Adakah Cara Mencegah Terjadinya Henti Jantung Mendadak?
Anda dapat mengurangi risiko mengalami henti jantung mendadak dengan berbagai cara, seperti:
- Melakukan kunjungan rutin ke dokter spesialis jantung Anda.
- Melakukan gaya hidup sehat, seperti menurunkan berat badan dan mengonsumsi makanan rendah lemak.
- Menghindari rokok dan produk tembakau lainnya.
- Minum obat yang diresepkan dokter untuk kolesterol tinggi atau aritmia.
- Menjalani prosedur atau operasi yang direkomendasikan dokter, seperti angioplasti atau ablasi kateter.
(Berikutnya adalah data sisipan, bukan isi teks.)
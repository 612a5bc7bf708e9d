use serde::{Deserialize, Serialize};

/// An airport as selected in the booking forms and returned by the lookup API.
#[derive(Debug, Clone, PartialEq, Eq, Serialize, Deserialize)]
#[serde(rename_all = "camelCase")]
pub struct Airport {
    pub iata_code: String,
    #[serde(default)]
    pub name: String,
    #[serde(default)]
    pub city_name: String,
    #[serde(default)]
    pub country_name: String,
}

impl Airport {
    /// Human readable location, e.g. `Barcelona (BCN), Spain`.
    #[must_use]
    pub fn location(&self) -> String {
        format!("{} ({}), {}", self.city_name, self.iata_code, self.country_name)
    }
}

#[cfg(test)]
mod tests {
    use super::*;

    #[test]
    fn test_location_format() {
        let airport = Airport {
            iata_code: "BCN".into(),
            name: "El Prat".into(),
            city_name: "Barcelona".into(),
            country_name: "Spain".into(),
        };
        assert_eq!(airport.location(), "Barcelona (BCN), Spain");
    }
}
- Melakukan pengujian genetik jika direkomendasikan dokter untuk mencari penyebab potensial kematian jantung mendadak.
- Mengajari keluarga Anda pentingnya perawatan segera dan mempelajari resusitasi jantung.
Atlet sekolah menengah dan perguruan tinggi harus menjalani pemeriksaan jantung setiap dua tahun. Pemeriksaan ini mencakup evaluasi riwayat pribadi dan keluarga mereka (diperbarui setiap tahun), serta pemeriksaan fisik. Dokter dapat merekomendasikan pemeriksaan tambahan seperti elektrokardiogram, jika ada temuan yang mengkhawatirkan pada evaluasi awal.
Jika Anda atau orang terkasih membutuhkan pendampingan medis profesional pasca mengalami henti jantung mendadak, Anda bisa menghubungi OperasiJantung.id di nomor Whatsapp 0877-8777-8614. Kami menyediakan layanan homecare untuk pendampingan di rumah, telekonsultasi seputar penyakit jantung, atau persiapan berobat jantung di dalam negeri atau luar negeri.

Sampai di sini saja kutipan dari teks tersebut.